It is of paramount importance to us human beings to discover an infallible criterion of what is true and what is false. What we seek is certainty. But where are we to find it?

We cannot derive it from our senses, for our senses deceive us, says Lamennais. That the senses conjointly correct such false impressions as each sense separately produces, is a fact of which he does not take cognisance. We are, in his opinion, the less certain of any necessary connection between the impressions of our senses and the reality of things, from our not even being certain of our own existence. How we, if we are not certain of that, can be certain of anything whatsoever, is a question he leaves unanswered.

Conviction, the inward feeling that the thing must be so, is, he affirms, as deceptive as are the impressions of the senses. The irresistible force with which a principle imposes itself upon our reason affords no proof of the truth of that principle. Error is always possible. That one may quite well acknowledge one's fallibility generally speaking, and yet regard one's self as certain of the truth in many single, definite cases, is another fact he leaves out of reckoning.

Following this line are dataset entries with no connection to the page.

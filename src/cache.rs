//! Index cache persistence.
//!
//! Each index is serialized to its own file under `cache/indexes/`. The
//! format is JSON over ordered maps, so writing the same index twice
//! produces identical bytes and the files are diffable when debugging —
//! but the format is private to this subsystem and may change between
//! releases.
//!
//! There is no fallback on load: a missing or corrupt cache file is a fatal
//! error, because a half-trusted cache would break the cross-index
//! consistency the facade guarantees. Invalidation is manual — delete the
//! cache files (or call `reindex`) to force a rebuild.

use serde::Serialize;
use serde::de::DeserializeOwned;
use std::fs;
use std::path::{Path, PathBuf};
use thiserror::Error;

/// Sentinel file: its presence decides load-vs-rebuild at construction.
pub const SLUG_INDEX_FILE: &str = "slugindex.inx";
pub const PAGE_INDEX_FILE: &str = "pages.inx";
pub const POST_INDEX_FILE: &str = "posts.inx";
pub const CAT_INDEX_FILE: &str = "categories.inx";
pub const TAG_INDEX_FILE: &str = "tags.inx";
pub const MENU_INDEX_FILE: &str = "menus.inx";
pub const TAG2POST_INDEX_FILE: &str = "tag2posts.inx";
pub const CAT2POST_INDEX_FILE: &str = "cat2posts.inx";

#[derive(Error, Debug)]
pub enum CacheError {
    #[error("IO error: {0}")]
    Io(#[from] std::io::Error),
    #[error("cannot load index file, does not exist [{0}]")]
    Missing(PathBuf),
    #[error("index file is corrupt [{path}]: {source}")]
    Format {
        path: PathBuf,
        source: serde_json::Error,
    },
}

/// Serialize an index mapping to `path`, creating parent directories as
/// needed. Any failure is fatal.
pub fn write_index<T: Serialize>(path: &Path, index: &T) -> Result<(), CacheError> {
    if let Some(parent) = path.parent() {
        fs::create_dir_all(parent)?;
    }
    let json = serde_json::to_string_pretty(index).map_err(|source| CacheError::Format {
        path: path.to_path_buf(),
        source,
    })?;
    fs::write(path, json)?;
    Ok(())
}

/// Deserialize a previously written index file.
pub fn load_index<T: DeserializeOwned>(path: &Path) -> Result<T, CacheError> {
    if !path.exists() {
        return Err(CacheError::Missing(path.to_path_buf()));
    }
    let raw = fs::read_to_string(path)?;
    serde_json::from_str(&raw).map_err(|source| CacheError::Format {
        path: path.to_path_buf(),
        source,
    })
}

#[cfg(test)]
mod tests {
    use super::*;
    use crate::types::{Element, Index, Section};
    use tempfile::TempDir;

    fn sample_index() -> Index {
        let mut index = Index::new();
        for key in ["about", "contact"] {
            index.insert(
                key.to_string(),
                Element::bare(key, Path::new("/site/x.json"), Section::Page),
            );
        }
        index
    }

    #[test]
    fn write_then_load_roundtrips() {
        let tmp = TempDir::new().unwrap();
        let path = tmp.path().join("pages.inx");
        let index = sample_index();

        write_index(&path, &index).unwrap();
        let loaded: Index = load_index(&path).unwrap();
        assert_eq!(loaded, index);
    }

    #[test]
    fn write_creates_parent_directories() {
        let tmp = TempDir::new().unwrap();
        let path = tmp.path().join("cache/indexes/pages.inx");
        write_index(&path, &sample_index()).unwrap();
        assert!(path.exists());
    }

    #[test]
    fn write_is_deterministic() {
        let tmp = TempDir::new().unwrap();
        let a = tmp.path().join("a.inx");
        let b = tmp.path().join("b.inx");
        write_index(&a, &sample_index()).unwrap();
        write_index(&b, &sample_index()).unwrap();
        assert_eq!(fs::read(&a).unwrap(), fs::read(&b).unwrap());
    }

    #[test]
    fn load_missing_file_is_fatal() {
        let tmp = TempDir::new().unwrap();
        let result: Result<Index, _> = load_index(&tmp.path().join("absent.inx"));
        assert!(matches!(result, Err(CacheError::Missing(_))));
    }

    #[test]
    fn load_corrupt_file_is_fatal() {
        let tmp = TempDir::new().unwrap();
        let path = tmp.path().join("bad.inx");
        fs::write(&path, "not json").unwrap();
        let result: Result<Index, _> = load_index(&path);
        assert!(matches!(result, Err(CacheError::Format { .. })));
    }

    #[test]
    fn load_format_mismatch_is_fatal() {
        let tmp = TempDir::new().unwrap();
        let path = tmp.path().join("wrong.inx");
        // Valid JSON, wrong shape for an Index
        fs::write(&path, r#"[1, 2, 3]"#).unwrap();
        let result: Result<Index, _> = load_index(&path);
        assert!(matches!(result, Err(CacheError::Format { .. })));
    }
}
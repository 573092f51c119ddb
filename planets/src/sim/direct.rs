use cgmath::Zero;
use rayon::iter::{
    IndexedParallelIterator, IntoParallelRefIterator, IntoParallelRefMutIterator, ParallelIterator,
};

use crate::{body::Body, sim::GravityParams, vector::Vector2};

/// Visits every unordered pair once and applies the force and its exact negation.
pub fn accumulate_pairwise(bodies: &mut [Body], params: &GravityParams) {
    for body in bodies.iter_mut() {
        body.clear_forces();
    }

    for i in 0..bodies.len() {
        let (head, tail) = bodies.split_at_mut(i + 1);
        let obj = &mut head[i];
        for other in tail.iter_mut() {
            if let Some(force) = params.pair_force(obj, other) {
                obj.apply_force(force);
                other.apply_force(-force);
            }
        }
    }
}

/// Each worker owns one output slot and sums the full row of its body. The pair kernel is
/// antisymmetric, so the two halves of every pair still cancel exactly.
pub fn accumulate_rows(bodies: &mut [Body], out_buffer: &mut [Vector2], params: &GravityParams) {
    debug_assert!(out_buffer.len() == bodies.len());
    let objects: &[Body] = bodies;
    objects
        .par_iter()
        .zip(out_buffer.par_iter_mut())
        .enumerate()
        .for_each(|(i, (obj, out))| {
            *out = Vector2::zero();
            for (other_idx, other) in objects.iter().enumerate() {
                if other_idx == i {
                    continue;
                }
                if let Some(force) = params.pair_force(obj, other) {
                    *out += force;
                }
            }
        });

    bodies
        .par_iter_mut()
        .zip(out_buffer.par_iter())
        .for_each(|(obj, force)| {
            obj.clear_forces();
            obj.apply_force(*force);
        });
}

pub fn integrate_velocities(bodies: &mut [Body], dt: f32) {
    for obj in bodies.iter_mut() {
        obj.integrate_velocity(dt);
    }
}

pub fn integrate_positions(bodies: &mut [Body], dt: f32) {
    for obj in bodies.iter_mut() {
        obj.integrate_position(dt);
    }
}
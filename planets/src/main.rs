use std::{
    sync::{
        Arc,
        atomic::{AtomicBool, Ordering},
    },
    thread,
    time::Duration,
};

use anyhow::{Context, anyhow, ensure};
use clap::{Parser, ValueEnum};
use log::info;
use planets::{
    BatchRequest, Camera, CollisionMode, GravityParams, ParallelSolver, Simulation,
    SimulationConfig, SystemStats,
    constants::{COLLISION_DAMPING, DELTA, G, MERGE_SPEED, RESTITUTION, SOFTENING},
    runner::{ViewLoopConfig, run_headless, run_sim_loop, run_view_loop},
};

const FRAME_TIME: Duration = Duration::from_millis(16);

#[derive(Debug, Clone, Copy, ValueEnum)]
enum Collisions {
    Disabled,
    Impulse,
    Soft,
    Merge,
}

/// Two-dimensional n-body simulation with an auto-framing camera.
#[derive(Parser, Debug)]
#[command(version, about)]
struct Args {
    /// Number of random bodies. 0 loads the starter system
    #[arg(short, long, default_value_t = 0)]
    bodies: usize,

    /// Seed for the random system
    #[arg(long, default_value_t = 1337)]
    seed: u64,

    /// Run this many steps synchronously instead of in real time
    #[arg(long)]
    steps: Option<u64>,

    /// Wall-clock length of a real-time run
    #[arg(long, default_value_t = 5.0)]
    seconds: f32,

    #[arg(long, default_value_t = DELTA)]
    dt: f32,

    #[arg(long, default_value_t = G)]
    gravity: f32,

    #[arg(long, default_value_t = SOFTENING)]
    softening: f32,

    #[arg(long, value_enum, default_value_t = Collisions::Disabled)]
    collisions: Collisions,

    #[arg(long, default_value_t = RESTITUTION)]
    restitution: f32,

    #[arg(long, default_value_t = COLLISION_DAMPING)]
    damping: f32,

    #[arg(long, default_value_t = MERGE_SPEED)]
    merge_speed: f32,

    /// Freeze the simulation after this many wall-clock seconds of a real-time run
    #[arg(long)]
    pause_after: Option<f32>,

    /// Simulated seconds per wall-clock second
    #[arg(long, default_value_t = 1.0)]
    time_scale: f32,

    /// Compute forces on a thread pool of this size
    #[arg(long)]
    threads: Option<usize>,

    /// Index of the body the camera follows
    #[arg(long)]
    follow: Option<usize>,

    /// Log every N frames (or steps with --steps). 0 disables
    #[arg(long, default_value_t = 60)]
    log_every: u64,
}

impl Args {
    fn collision_mode(&self) -> CollisionMode {
        match self.collisions {
            Collisions::Disabled => CollisionMode::Disabled,
            Collisions::Impulse => CollisionMode::Impulse {
                restitution: self.restitution,
            },
            Collisions::Soft => CollisionMode::SoftDamping {
                damping: self.damping,
            },
            Collisions::Merge => CollisionMode::Merge {
                merge_speed: self.merge_speed,
                restitution: self.restitution,
            },
        }
    }
}

fn seconds(flag: &str, value: f32) -> anyhow::Result<Duration> {
    ensure!(
        value.is_finite() && value >= 0.0,
        "{flag} must be a non-negative number, got {value}"
    );
    Ok(Duration::from_secs_f32(value))
}

fn main() -> anyhow::Result<()> {
    env_logger::Builder::from_env(env_logger::Env::default().default_filter_or("info")).init();
    let args = Args::parse();

    let config = SimulationConfig {
        gravity: GravityParams::new(args.gravity, args.softening)?,
        timestep: args.dt,
        collision: args.collision_mode(),
    };
    let mut sim = match args.threads {
        Some(n) => Simulation::with_solver(config, Box::new(ParallelSolver::new(n)?)),
        None => Simulation::new(config),
    }
    .context("Invalid simulation parameters")?;

    if args.bodies == 0 {
        sim.init();
    } else {
        sim.init_random(args.bodies, args.seed);
    }

    let mut camera = Camera::new(1280.0, 720.0);
    camera.set_followed_body(args.follow);

    let stats = match args.steps {
        Some(steps) => run_headless(&mut sim, &mut camera, steps, args.log_every),
        None => {
            let view = ViewLoopConfig {
                duration: seconds("--seconds", args.seconds)?,
                frame_time: FRAME_TIME,
                log_every: args.log_every,
                pause_after: args
                    .pause_after
                    .map(|s| seconds("--pause-after", s))
                    .transpose()?,
            };
            let exchange = Arc::new(BatchRequest::new());
            exchange.set_time_scale(args.time_scale);
            let token = Arc::new(AtomicBool::new(false));

            let handle = {
                let exchange = exchange.clone();
                let token = token.clone();
                thread::spawn(move || run_sim_loop(sim, exchange, token))
            };

            run_view_loop(&mut camera, &exchange, view);
            token.store(true, Ordering::Relaxed);
            sim = handle
                .join()
                .map_err(|_| anyhow!("Simulation thread panicked"))?;
            SystemStats::compute(sim.bodies(), &sim.config().gravity)
        }
    };

    info!(
        "Finished after {} ticks ({:.3} simulated seconds): {stats}",
        sim.ticks(),
        sim.elapsed()
    );
    Ok(())
}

Next comes the turn of scientific research or reasoning. This, he maintains, leads to doubt of everything, for the highest of all principles do not admit of proof; we are not certain, moreover, of the reliability of memory. It is impossible to parry this attack upon the scientific method in so far that it is of course impossible to prove the reliability of memory without pre-supposing the reliability of the memory which is to be proved. But of the indirect proofs of the reliability of memory provided by human experience Lamennais does not say a single word.

He touches provisionally upon the subject of complete doubt. Complete doubt would lead to complete insanity. The spirit of self-preservation compels us to believe and to act according to our belief. It is, in the Abbé's opinion, this want of ability to doubt, or the knowledge that one will, if one doubts, be regarded by other men as ignorant or mad, which forms the foundation of all human certainty. Common consent (sensus communis) thus becomes for us the seal of truth, and there is no other. Difference of opinion at once begets uncertainty. A principle or a fact is more or less certain according as it is more or less universally accepted and borne witness to. Hence Lamennais' definition of a science is: A science is a collection of thoughts and facts on which all men are agreed. Though his standpoint is a different one, he resembles the English empirical philosophers of a later day in refusing even to such a science as geometry any foundation but that of common consent. The fact that many a mistaken scientific conclusion has been taken for truth is due, he believes, to the circumstance that science has reached only a small number of human beings. What, he exclaims, are a few hundred savants compared with the whole human race! He strangely enough forgets that the human race has never unanimously accepted a single scientific truth previous to its discovery by men of science, in fact has never shown original unanimity in any belief.

Lamennais asks: When two persons disagree, what do they do after they have in vain attempted to over-persuade one another? and he answers: They appeal to arbitration. But what is arbitration? Arbitration is authority, and this authority declares with which of the differing opinions certainty, or if not certainty, at least probability rests. The fact that the arguments of reason, as such, only create doubt, and the fact that the strongest proof of the mistakenness of an assertion always is: "You are the only one who thinks thus," direct us to the principle of authority as the only true and final principle.

Lamennais' theory, consistently developed, would lead to acceptance of the vote of the majority as the proof of truth. But our final destination is, as we know, the Catholic religion. It is interesting to follow the vaults by which the principle of authority, conceived of as it is in this work, carries us straight into the arms of the church.

Lamennais begins by defining all learning, all apprehension, as the obeying of an authority. This is the same as Bonald's theory, that we accept language upon the authority of those who teach us it, and accept along with it the truths which are necessary to self-preservation, truths which God in his all-powerful word (i.e. language) has revealed to every people upon earth. Our intellectual life, the law of which is obedience, is, then, simply a participation in the highest reason, a perfect harmony with the witness which the infinite being has borne of himself. Divine reason, which communicates itself by means of language, is the first cause of the existence of reasonable beings, and faith their necessary manner of being. Thus the principle of certainty and the principle of life are one.

Man being created for truth, the reason of universal humanity cannot err. Very different is it with the reason of the individual, which can be overwhelmed by doubt. If it separates itself from society it dies. Væ soli! exclaims Lamennais. The proud man imagines when he is required to bow to authority that what is demanded of him is that he shall yield up his reason. He is mistaken. Authority is simply universal reason, reason revealed through a witness. "It animates and preserves the universe which it has created. Without it no existence, no truth, no order."

It is, then, authority alone which gives us certainty concerning religion. "Religion is not only doctrine, not only systematised knowledge—it is also, it is essentially, a law." But there is no law without authority; these two ideas involve each other. Thus religion is necessarily based upon authority—the true religion upon supreme authority. It is defined as: "The sum of the laws which follow from the nature of reasonable beings;" and to learn what these are we must, consequently, have recourse to authority.